The Beautiful, Collected Poems of Michelle Tea

Poetry Review

Mar 15, 2009 Carissa A. Boak

Michelle Tea is a stable fixture in San Francisco's gay and lesbian underground, and has the impressive credits of being a memoir author, a novelist and a poet.

All of her work draws from her own real life experiences, starting with growing up in working class Chelsea Massachusetts and eventually Provincetown, Tucson, and San Francisco.

She first gained notable success not as an author but as a poet, in San Francisco's then-popular poetry scene of the early 1990's. She organized tirelessly with other self-identified queer poets and gained some local notoriety with her own spoken word performances and chapbooks sold in coffeehouses, bars and bookstore of San Franscisco for next to nothing.

She is also credited with the founding of Sister Spit, a traveling lesbian performance poetry road show which included such poetry greats as Eileen Myles.

Tea's first collection of poetry, The Beautiful, is a compilation of those chapbooks as well as other previously unpublished poems from Tea's early years in San Francisco. Many of the poems allude to characters and people in her other works and in her real life, providing a sense of familiarity.

Ode to Chelsea

In her poem Ode to Chelsea, we read about a familiar story of Tea's early teen years: "I was caught shoplifting lipgloss/in the kmart but never caught smoking cigarettes/in the public bathrooms, smoking was fun Chelsea."

The Beautiful

Tea has been called a voice of the queer urban subculture emerging as gay, lesbian and transgender individuals are becoming somewhat more noticed in mainstream media.

And this is what this collection of poems seems to be primarily about: Tea's relationship with America which is like that of a codependant woman in a somewhat abusive relationship.

In the title poem of the collection, The Beautiful, she writes as if America is a girl she is dating: "can I process/my bad relationship/with America/can we go to/couple's counseling."

Mc Donalds

In her poem McDonalds, the girl America takes her money while offering limited choices for spending what she has left: "I ate the burger/because I only had/two dollars/I had three but one/for the bus."

Tea's poetic constructions get their in-your-face punch from the short-story narrative style of her poems. As with her other works, the poems vividly illustrate her life, tender-hearted and soft as well as direct, brutal, and strongly feminist.
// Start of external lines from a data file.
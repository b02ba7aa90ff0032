use clap::Parser;
use densample::cli::{run, Cli};

fn main() -> anyhow::Result<()> {
    tracing_subscriber::fmt()
        .with_env_filter(
            tracing_subscriber::EnvFilter::try_from_default_env()
                .unwrap_or_else(|_| "densample=info".into()),
        )
        .init();

    let cli = Cli::parse();
    run(cli)?;
    Ok(())
}
impl RegionOversampler {
    pub fn new() -> Self {
        Self {
            eps: 0.8,
            min_pts: 4,
            k: 7,
            p: 2.0,
            fit_borderline_ratio: true,
            borderline_ratio: 0.6,
            min_core_number: 5,
            noise_ratio: 0.3,
            multiple_k: 4,
            translations: true,
            noise_smote: true,
            seed: None,
        }
    }

    pub fn with_eps(mut self, eps: f64) -> Self {
        self.eps = eps;
        self
    }

    pub fn with_min_pts(mut self, min_pts: usize) -> Self {
        self.min_pts = min_pts.max(1);
        self
    }

    pub fn with_k(mut self, k: usize) -> Self {
        self.k = k.max(1);
        self
    }

    pub fn with_p(mut self, p: f64) -> Self {
        self.p = p.max(1.0);
        self
    }

    pub fn with_fit_borderline_ratio(mut self, adaptive: bool) -> Self {
        self.fit_borderline_ratio = adaptive;
        self
    }

    pub fn with_borderline_ratio(mut self, ratio: f64) -> Self {
        self.borderline_ratio = ratio.clamp(0.0, 1.0);
        self
    }

    pub fn with_min_core_number(mut self, n: usize) -> Self {
        self.min_core_number = n.max(1);
        self
    }

    pub fn with_noise_ratio(mut self, ratio: f64) -> Self {
        self.noise_ratio = ratio.clamp(0.0, 0.99);
        self
    }

    pub fn with_multiple_k(mut self, multiple_k: usize) -> Self {
        self.multiple_k = multiple_k.max(1);
        self
    }

    pub fn with_translations(mut self, enabled: bool) -> Self {
        self.translations = enabled;
        self
    }

    pub fn with_noise_smote(mut self, enabled: bool) -> Self {
        self.noise_smote = enabled;
        self
    }

    /// Set random seed
    pub fn with_seed(mut self, seed: u64) -> Self {
        self.seed = Some(seed);
        self
    }

    /// Adaptive borderline allocation: grows sub-linearly with the
    /// borderline prevalence.
    fn adaptive_borderline_ratio(borderline_fraction: f64) -> f64 {
        borderline_fraction.sqrt()
    }

    /// Convex response of the noise allocation to the noise fraction:
    /// near zero just above the threshold, rising toward 1 as the fraction
    /// approaches 1.
    fn noise_response(&self, fraction: f64) -> f64 {
        let a = 0.9 / (1.0 - self.noise_ratio.powi(2));
        a * fraction.powi(2) + 1.0 - a
    }

    /// Oversample the designated minority class toward the majority count.
    ///
    /// `k` overrides the configured neighbor count for this call;
    /// `minority_class` defaults to the smallest class present (ties broken
    /// by the smaller label code). The returned rows are shuffled.
    pub fn fit_sample(
        &self,
        x: &Array2<f64>,
        y: &Array1<i64>,
        k: Option<usize>,
        minority_class: Option<i64>,
    ) -> Result<ResampleResult> {
        validate_inputs(x, y)?;
        let k = k.unwrap_or(self.k).max(1);

        let counts = class_counts(y);
        let minority = match minority_class {
            Some(c) if counts.contains_key(&c) => c,
            Some(c) => {
                return Err(DensampleError::ValidationError(format!(
                    "class {c} not present in labels"
                )))
            }
            None => {
                // smallest class; ties broken by the smaller label
                counts
                    .iter()
                    .map(|(&label, &count)| (count, label))
                    .min()
                    .map(|(_, label)| label)
                    .ok_or_else(|| {
                        DensampleError::ValidationError("empty label vector".to_string())
                    })?
            }
        };

        let n = x.nrows();
        let d = x.ncols();
        let n_min = counts[&minority];
        let n_maj = n - n_min;

        let mut rng = match self.seed {
            Some(seed) => StdRng::seed_from_u64(seed),
            None => StdRng::from_entropy(),
        };

        // Fixed index space for neighbor lookups: minority rows first.
        let minority_idx: Vec<usize> = (0..n).filter(|&i| y[i] == minority).collect();
        let majority_idx: Vec<usize> = (0..n).filter(|&i| y[i] != minority).collect();
        let minority_x = x.select(Axis(0), &minority_idx);
        let majority_x = x.select(Axis(0), &majority_idx);
        let mut all_x = stack_rows(d, &[minority_x.view(), majority_x.view()]);
        let all_y: Vec<i64> = minority_idx
            .iter()
            .chain(majority_idx.iter())
            .map(|&i| y[i])
            .collect();

        let regions = density::decompose(&minority_x, self.eps, self.min_pts, self.p);
        let borderline_idx = regions.borderline_indices();
        let noise_idx = regions.noise_indices();

        // Budget allocation: noise first, then borderline, remainder to core.
        let mut remaining = n_maj as i64 - n_min as i64;
        let noise_fraction = noise_idx.len() as f64 / n_min as f64;
        let noise_budget: i64 = if noise_fraction < self.noise_ratio {
            0
        } else {
            let raw = (self.noise_response(noise_fraction) * remaining as f64) as i64;
            let cap = (self.multiple_k * k * noise_idx.len()) as i64;
            raw.min(cap).max(0)
        };
        remaining -= noise_budget;

        let borderline_ratio = if self.fit_borderline_ratio {
            Self::adaptive_borderline_ratio(borderline_idx.len() as f64 / n_min as f64)
        } else {
            self.borderline_ratio
        };
        let borderline_budget = remaining.max(0) as f64 * borderline_ratio;

        // Per-cluster covariance: the dense subset is the basis when it is
        // large enough, else the full membership. The Cholesky factor of the
        // plain sample covariance serves core generation; dividing by the
        // basis size (sqrt on the factor) gives the tight borderline spread.
        let n_clusters = regions.n_clusters;
        let mut core_chol: Vec<Array2<f64>> = Vec::with_capacity(n_clusters);
        let mut border_chol: Vec<Array2<f64>> = Vec::with_capacity(n_clusters);
        let mut member_count: Vec<usize> = Vec::with_capacity(n_clusters);
        let mut cluster_mean: Vec<Array1<f64>> = Vec::with_capacity(n_clusters);
        for c in 0..n_clusters {
            let members = regions.members(c);
            let core_members: Vec<usize> = members
                .iter()
                .copied()
                .filter(|&i| regions.is_core[i])
                .collect();
            let basis = if core_members.len() >= self.min_core_number {
                &core_members
            } else {
                &members
            };
            let basis_x = minority_x.select(Axis(0), basis);
            let l = gaussian::cholesky_factor(&gaussian::sample_covariance(&basis_x));
            border_chol.push(&l / (basis.len() as f64).sqrt());
            core_chol.push(l);
            let members_x = minority_x.select(Axis(0), &members);
            cluster_mean.push(gaussian::mean_rows(&members_x));
            member_count.push(members.len());
        }

        // Pairwise distances from every minority point to the full set.
        let mut dist = Array2::zeros((n_min, n));
        for i in 0..n_min {
            let row = minority_x.row(i);
            for j in 0..n {
                dist[[i, j]] = density::minkowski(&row, &all_x.row(j), self.p);
            }
        }

        // Majority-pressure pass over borderline points. A point whose
        // neighborhood is dominated by the majority (or whose single nearest
        // neighbor is majority) keeps only the residual weight.
        let mut weight = vec![RESIDUAL_WEIGHT; n_min];
        let mut total_weight = 0.0;
        let mut displacement = Array2::zeros((n, d));
        for &i in &borderline_idx {
            let order = argsort_row(&dist, i);
            let nearest = &order[..(k + 1).min(n)];
            let minority_cnt = nearest.iter().filter(|&&j| j < n_min).count();
            let majority_cnt = nearest.len() - minority_cnt;
            if majority_cnt >= k || nearest[0] >= n_min {
                total_weight += weight[i];
                continue;
            }
            if majority_cnt > 0 {
                weight[i] += majority_cnt as f64;
                let max_dist = dist[[i, nearest[nearest.len() - 1]]];
                for &j in nearest {
                    if j >= n_min {
                        let dj = dist[[i, j]];
                        let scale = (max_dist - dj) / (1e-6 + dj);
                        for t in 0..d {
                            displacement[[j, t]] +=
                                (all_x[[j, t]] - minority_x[[i, t]]) * scale;
                        }
                    }
                }
            }
            total_weight += weight[i];
        }
        if self.translations {
            all_x += &displacement;
        }

        // Borderline generation: per-point counts proportional to majority
        // pressure, with a random 0/1 tie-break and a hard per-point cap.
        let per_point_cap = (k * self.multiple_k) as i64;
        let mut border_rows: Vec<f64> = Vec::new();
        let mut n_border_gen = 0usize;
        for &i in &borderline_idx {
            let num = if borderline_budget > 0.0 {
                let coin: i64 = rng.gen_range(0..2);
                let raw = (borderline_budget * weight[i] / (total_weight + 1e-6)) as i64;
                (coin + raw).min(per_point_cap).max(0) as usize
            } else {
                0
            };
            if num == 0 {
                continue;
            }
            let c = regions.cluster[i] as usize;
            let pts = gaussian::sample_mvn(&minority_x.row(i), &border_chol[c], num, &mut rng);
            border_rows.extend(pts.iter().copied());
            n_border_gen += num;
        }

        // Core generation: leftover budget split across clusters by their
        // share of the non-noise minority points.
        let core_budget = (remaining - n_border_gen as i64).max(0) as f64;
        let non_noise = n_min - noise_idx.len();
        let mut core_rows: Vec<f64> = Vec::new();
        let mut n_core_gen = 0usize;
        for c in 0..n_clusters {
            let num =
                (core_budget * member_count[c] as f64 / (non_noise as f64 + 1e-6)) as usize;
            if num == 0 {
                continue;
            }
            let pts = gaussian::sample_mvn(&cluster_mean[c].view(), &core_chol[c], num, &mut rng);
            core_rows.extend(pts.iter().copied());
            n_core_gen += num;
        }

        // Noise generation: interpolation toward a near neighbor, or a
        // single Gaussian fit over the noise points.
        let mut noise_rows: Vec<f64> = Vec::new();
        let mut n_noise_gen = 0usize;
        if noise_budget > 0 {
            if self.noise_smote {
                let orders: Vec<Vec<usize>> =
                    noise_idx.iter().map(|&i| argsort_row(&dist, i)).collect();
                for _ in 0..noise_budget {
                    let pos = rng.gen_range(0..noise_idx.len());
                    let i = noise_idx[pos];
                    let order = &orders[pos];
                    let hi = (k + 1).min(order.len());
                    if hi <= 1 {
                        continue;
                    }
                    let j = order[rng.gen_range(1..hi)];
                    let rate: f64 = rng.gen();
                    for t in 0..d {
                        noise_rows.push(all_x[[j, t]] * rate + all_x[[i, t]] * (1.0 - rate));
                    }
                    n_noise_gen += 1;
                }
            } else if noise_idx.len() > 1 {
                let noise_x = minority_x.select(Axis(0), &noise_idx);
                let l = gaussian::cholesky_factor(&gaussian::sample_covariance(&noise_x));
                let mean = gaussian::mean_rows(&noise_x);
                let pts = gaussian::sample_mvn(&mean.view(), &l, noise_budget as usize, &mut rng);
                noise_rows.extend(pts.iter().copied());
                n_noise_gen += noise_budget as usize;
            }
        }

        let counts = RegionCounts {
            core: n_core_gen,
            borderline: n_border_gen,
            noise: n_noise_gen,
        };
        tracing::info!(
            core = counts.core,
            borderline = counts.borderline,
            noise = counts.noise,
            "synthetic points generated"
        );

        // Assemble originals plus the three generation batches, then shuffle.
        let n_total = n + counts.total();
        let mut out_x = Array2::zeros((n_total, d));
        let mut out_y: Vec<i64> = Vec::with_capacity(n_total);
        let mut r = 0;
        for row in all_x.rows() {
            for (j, &v) in row.iter().enumerate() {
                out_x[[r, j]] = v;
            }
            r += 1;
        }
        out_y.extend_from_slice(&all_y);
        for batch in [&border_rows, &core_rows, &noise_rows] {
            for chunk in batch.chunks(d) {
                for (j, &v) in chunk.iter().enumerate() {
                    out_x[[r, j]] = v;
                }
                out_y.push(minority);
                r += 1;
            }
        }

        let mut perm: Vec<usize> = (0..n_total).collect();
        perm.shuffle(&mut rng);
        let x = out_x.select(Axis(0), &perm);
        let y = Array1::from_vec(perm.iter().map(|&i| out_y[i]).collect());

        Ok(ResampleResult { x, y, counts })
    }
}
Those unused to her style of combining her compassion with her frankness may view her as offensive or shocking.

In her poem Johns Who Don't Pay Are Rapists, she writes about some of her experiences as a prostitute: "but with a gun that flashes/on the mirrored walls and/what do they do they throw me/onto the bed and/it is about consent".

Michelle Tea continues to a be a loud and strong feminist voice for straight and gay women alike.

Tea, Michelle, The Beautiful, Collected Poems, Manic D Press, San Francisco, 226 pages

(IBSN: 0-916397-89-0)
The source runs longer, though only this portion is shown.